LA MORT ET LA VIE
  
  
« Souviens-toi donc de ton
« Créateur pendant les jours de
« ta jeunesse, avant que les
« jours mauvais ne viennent,
« avant que ton soleil, ta lune et
« tes étoiles s'obscurcissent. »
(Lodoïk).

  
  

     De même que le Monde interne spirituel a en soi une vie intelligente dans l'effluve de la science divine, où sont compris les anges et les âmes, de même aussi le monde externe possède une vie intelligente qui évolue dans les puissances émanées du monde spirituel ; mais pour se rendre sensibles, ces puissances ont dû s'incarner dans un principe matériel et cette inqualification a eu pour effet de séparer les deux principes : externe et interne. Mais le principe interne est animé d'un constant désir pour son revêtement temporel, qui est l'esprit de ce monde ; et cet esprit, contenu lui-même dans les quatre éléments, dont il est entouré spirituellement, aspire de toutes ses forces après son Époux ; or, ces deux désirs constituent l'Archée de notre vie actuelle.

     La cause du visible ou les quatre éléments proviennent du Principe interne, ils ne forment eux-mêmes qu'un principe unique et chacun désire l'autre en cherchant leur source l'un dans l'autre, cependant que ce Principe interne est distinct en eux, car les quatre éléments ne sont que des qualités de l'élément différentié de sorte qu'il existe entre eux une grande angoisse et un désir ardent de rentrer dans le Principe unique, car là est leur félicité et leur repos. Aussi, L'Écriture dit : « Toutes les créatures désirent et se tourmentent à côté de nous, pour être délivrées de la vanité à laquelle elles sont soumises malgré elles. »

     La souffrance, le sacrifice est donc la base de notre Univers, échafaudé par la Miséricorde divine, dans le but de permettre à l'homme d'expérimenter le principe de son choix, et de s'en retirer triomphant. Rien n'est réel de cette vie externe ; elle n'est que figurative et animale ; la seule vie dont cet homme était capable après sa chute.

     Tout ce que nous pouvons voir dans ce monde n'est que la prison ou l'absence des Êtres et des Vertus célestes. La Nature a pour objet de contenir et d'absorber le désordre, et tous ses corps sont destinés à servir d'enveloppe et de barrière au mal, aussi la pourriture est leur commun terme. Le corps humain lui-même est une digue aux mauvais désirs de l'être moral.
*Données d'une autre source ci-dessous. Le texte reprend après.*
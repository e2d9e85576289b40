// Ultralytics 🚀 AGPL-3.0 License - https://ultralytics.com/license
//! 应用装配 (App wiring)
//!
//! 监听播放器事件, 驱动检测器的启动/停止与加载状态,
//! 播放错误转成短暂提示 (toast)。

use std::sync::Arc;
use std::time::{Duration, Instant};

use anyhow::{Context, Result};
use crossbeam_channel::{Receiver, RecvTimeoutError};
use tracing::{info, warn};

use crate::config::PlayerConfig;
use crate::detection::{DetectorOptions, QrDetector};
use crate::error::PlaybackError;
use crate::frame::VideoFrame;
use crate::input::build_extractor;
use crate::player::{PlaybackOptions, PlaybackState, PlayerEvent, VideoPlayer};
use crate::repository::QrCodeRepository;
use crate::scanner::{QrScanner, ScannerOptions};

/// 短暂提示
#[derive(Debug, Clone, PartialEq)]
pub struct Toast {
    pub message: String,
    pub expires_at: Instant,
}

impl Toast {
    pub fn is_expired(&self, now: Instant) -> bool {
        now >= self.expires_at
    }
}

pub struct QrApp {
    player: VideoPlayer,
    events: Receiver<PlayerEvent>,
    detector: QrDetector,
    toast: Option<Toast>,
    toast_duration: Duration,
    last_error: Option<PlaybackError>,
}

impl QrApp {
    /// 按配置装配播放器、抽帧器、识别器与检测器
    pub fn new(config: &PlayerConfig) -> Self {
        let (mut player, events) = VideoPlayer::new(PlaybackOptions::from(config));
        player.set_media_item(config.video_url.clone());

        let extractor = build_extractor(config, player.frame_handle());
        let scanner = Arc::new(QrScanner::new(ScannerOptions {
            max_dimension: config.scan_max_dimension,
        }));
        let repository = QrCodeRepository::new(extractor, scanner);
        let detector = QrDetector::new(
            config.video_url.clone(),
            repository,
            DetectorOptions::from(config),
        );

        Self::with_parts(player, events, detector, config.toast_duration())
    }

    pub fn with_parts(
        player: VideoPlayer,
        events: Receiver<PlayerEvent>,
        detector: QrDetector,
        toast_duration: Duration,
    ) -> Self {
        Self {
            player,
            events,
            detector,
            toast: None,
            toast_duration,
            last_error: None,
        }
    }

    /// 开始播放 (就绪后自动开始检测)
    pub fn start(&mut self) -> Result<()> {
        self.player.set_play_when_ready(true);
        self.player.prepare().context("failed to prepare player")
    }

    /// 从头重新播放; 若上次已播完, 就绪时会清空列表
    pub fn restart(&mut self) -> Result<()> {
        info!("🔁 重新播放");
        self.player.prepare().context("failed to restart player")
    }

    /// 处理所有已到达的播放器事件, 返回处理数量
    pub fn pump_events(&mut self) -> usize {
        let pending: Vec<PlayerEvent> = self.events.try_iter().collect();
        for event in &pending {
            self.handle_event(event);
        }
        pending.len()
    }

    /// 等待下一个事件 (最多 `timeout`)
    pub fn wait_event(&mut self, timeout: Duration) -> Result<Option<PlayerEvent>> {
        match self.events.recv_timeout(timeout) {
            Ok(event) => {
                self.handle_event(&event);
                Ok(Some(event))
            }
            Err(RecvTimeoutError::Timeout) => Ok(None),
            Err(RecvTimeoutError::Disconnected) => anyhow::bail!("player event channel closed"),
        }
    }

    pub fn handle_event(&mut self, event: &PlayerEvent) {
        match event {
            PlayerEvent::StateChanged(state) => self.on_playback_state_changed(*state),
            PlayerEvent::Error(error) => self.on_player_error(error),
        }
    }

    fn on_playback_state_changed(&mut self, state: PlaybackState) {
        match state {
            PlaybackState::Ready => {
                // 视频就绪; 事件可能滞后于播放器, 以当前状态为准
                self.detector.set_loading(false);
                if self.player.is_playing() {
                    self.detector.start_detection();
                }
            }
            PlaybackState::Idle => {
                self.detector.set_loading(false);
                self.detector.stop_detection();
            }
            PlaybackState::Ended => {
                info!("🏁 播放结束");
                self.detector.set_loading(false);
                self.detector.mark_video_ended();
                self.detector.stop_detection();
            }
            PlaybackState::Buffering => {
                self.detector.set_loading(true);
            }
        }
    }

    fn on_player_error(&mut self, error: &PlaybackError) {
        warn!("⚠️ 播放错误: {}", error);
        self.show_toast(error.user_message());
        self.last_error = Some(error.clone());
    }

    pub fn show_toast(&mut self, message: impl Into<String>) {
        self.toast = Some(Toast {
            message: message.into(),
            expires_at: Instant::now() + self.toast_duration,
        });
    }

    /// 当前未过期的提示
    pub fn active_toast(&mut self) -> Option<&Toast> {
        let now = Instant::now();
        if self.toast.as_ref().is_some_and(|t| t.is_expired(now)) {
            self.toast = None;
        }
        self.toast.as_ref()
    }

    pub fn last_error(&self) -> Option<&PlaybackError> {
        self.last_error.as_ref()
    }

    /// 手动切换检测 (界面按键)
    pub fn toggle_detection(&mut self) {
        let status = self.detector.status();
        if status.is_detecting && !status.stop_pending {
            self.detector.stop_detection();
        } else {
            self.detector.start_detection();
        }
    }

    /// 暂停/继续播放
    pub fn toggle_pause(&mut self) {
        let play = !self.player.play_when_ready();
        self.player.set_play_when_ready(play);
        if self.player.is_playing() {
            self.detector.start_detection();
        } else if !play {
            self.detector.stop_detection();
        }
    }

    pub fn detector(&self) -> &QrDetector {
        &self.detector
    }

    pub fn player(&self) -> &VideoPlayer {
        &self.player
    }

    pub fn current_frame(&self) -> Option<VideoFrame> {
        self.player.current_frame()
    }

    /// 停止检测并释放播放器
    pub fn release(&mut self) {
        self.detector.stop_detection();
        self.player.release();
    }
}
     Cette vie, ne remontant pas au-delà de l'établissement de l'ordre mixte physique, n'a pas le pouvoir d'en présenter le résultat dans son mode d'existence et d'action, pas plus que de porter son esprit au-delà du point où elle est établie, c'est-à-dire au-delà du monde stellaire ou astral. Il n'est pas donné à l'homme, par ses seules facultés naturelles, de voir ni de contempler un Principe supérieur, à moins qu'il ne soit de nouveau engendré dans ce Principe : « En vérité, je vous dis, si vous ne naissez de nouveau, vous ne verrez point le royaume de Dieu »

     Et si nous nous demandons où se trouve ce royaume de Dieu, et où se trouve l'enfer, ne cherchons ni en bas, ni en haut, car c'est au centre même de la gloire et de la magnificence de Dieu que la Colère, sollicitée par la volonté humaine, fait son explosion. La Colère et l'Amour ne sont jamais divisés « Dieu n'est Qu'Un ». Il est amour et il est colère et tout vit et se meut en Dieu dans l'Amour ou dans la colère, selon la volonté agissante ; carc'est la volonté qui fait la nature des choses en l'homme. La vie et la mort, fondées sur la nature inaltérable des choses, ne sont que le résultat nécessaire des lois immuables, opérantes et indépendantes de toutes discussions des hommes à leur égard ; aussi aucun moyen dans l'Univers, indépendamment de l'action de ces lois, ne peut ni perdre, ni sauver l'homme. Pour participer à la vie ou à la mort, c'est une question de volonté que l'homme doit soumettre à l'un ou à l'autre des principes qui le constituent ; c'est de leur propre germe que la vie et la mort naissent en nous, déterminées l'une ou l'autre, par la puissance de notre choix. Tout consiste d'être vivant ou d'être mort. Nous sommes « vivants » lorsque c'est l'Amour, l'Esprit de Dieu qui vit et opère dans notre âme ; mais si notre volonté et notre désir se tournent vers ce monde et ses illusions, nous sommes « morts », car c'est l'esprit de la colère, c'est le justicier du Dieu jaloux qui est opérant en nous.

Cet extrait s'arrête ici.